[Start of section]

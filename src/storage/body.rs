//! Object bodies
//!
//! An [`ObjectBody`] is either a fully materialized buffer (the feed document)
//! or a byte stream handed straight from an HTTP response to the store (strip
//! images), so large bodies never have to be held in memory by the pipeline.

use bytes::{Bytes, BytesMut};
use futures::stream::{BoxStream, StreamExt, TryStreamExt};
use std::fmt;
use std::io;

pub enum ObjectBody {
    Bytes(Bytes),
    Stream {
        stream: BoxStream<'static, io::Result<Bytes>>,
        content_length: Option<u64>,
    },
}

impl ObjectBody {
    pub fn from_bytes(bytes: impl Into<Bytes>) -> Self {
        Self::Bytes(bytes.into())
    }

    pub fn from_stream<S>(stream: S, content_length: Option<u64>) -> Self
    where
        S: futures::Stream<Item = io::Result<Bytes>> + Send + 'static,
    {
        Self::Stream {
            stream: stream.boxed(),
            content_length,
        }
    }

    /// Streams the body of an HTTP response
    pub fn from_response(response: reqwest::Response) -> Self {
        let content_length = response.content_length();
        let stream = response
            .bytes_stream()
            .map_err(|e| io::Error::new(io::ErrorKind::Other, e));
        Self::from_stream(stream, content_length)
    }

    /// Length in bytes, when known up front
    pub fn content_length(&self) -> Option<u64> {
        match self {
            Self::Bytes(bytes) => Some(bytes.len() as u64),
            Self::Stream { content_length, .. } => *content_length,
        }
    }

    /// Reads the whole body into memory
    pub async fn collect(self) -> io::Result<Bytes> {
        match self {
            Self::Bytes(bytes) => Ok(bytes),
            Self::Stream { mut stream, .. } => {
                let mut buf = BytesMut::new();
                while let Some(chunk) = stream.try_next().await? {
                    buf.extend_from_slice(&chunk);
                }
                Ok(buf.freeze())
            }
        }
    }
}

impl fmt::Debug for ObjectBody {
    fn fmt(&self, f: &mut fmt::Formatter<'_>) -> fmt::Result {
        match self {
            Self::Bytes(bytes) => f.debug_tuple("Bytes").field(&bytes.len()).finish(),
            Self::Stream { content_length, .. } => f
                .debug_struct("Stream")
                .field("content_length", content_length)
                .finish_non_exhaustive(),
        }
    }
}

[End of section]

■ **PROBLEM STATEMENT**: Return every line of the preceding records in which the word "HTTP" appears.

■ **WRITTEN SOLUTION**:
//! or a byte stream handed straight from an HTTP response to the store (strip
    /// Streams the body of an HTTP response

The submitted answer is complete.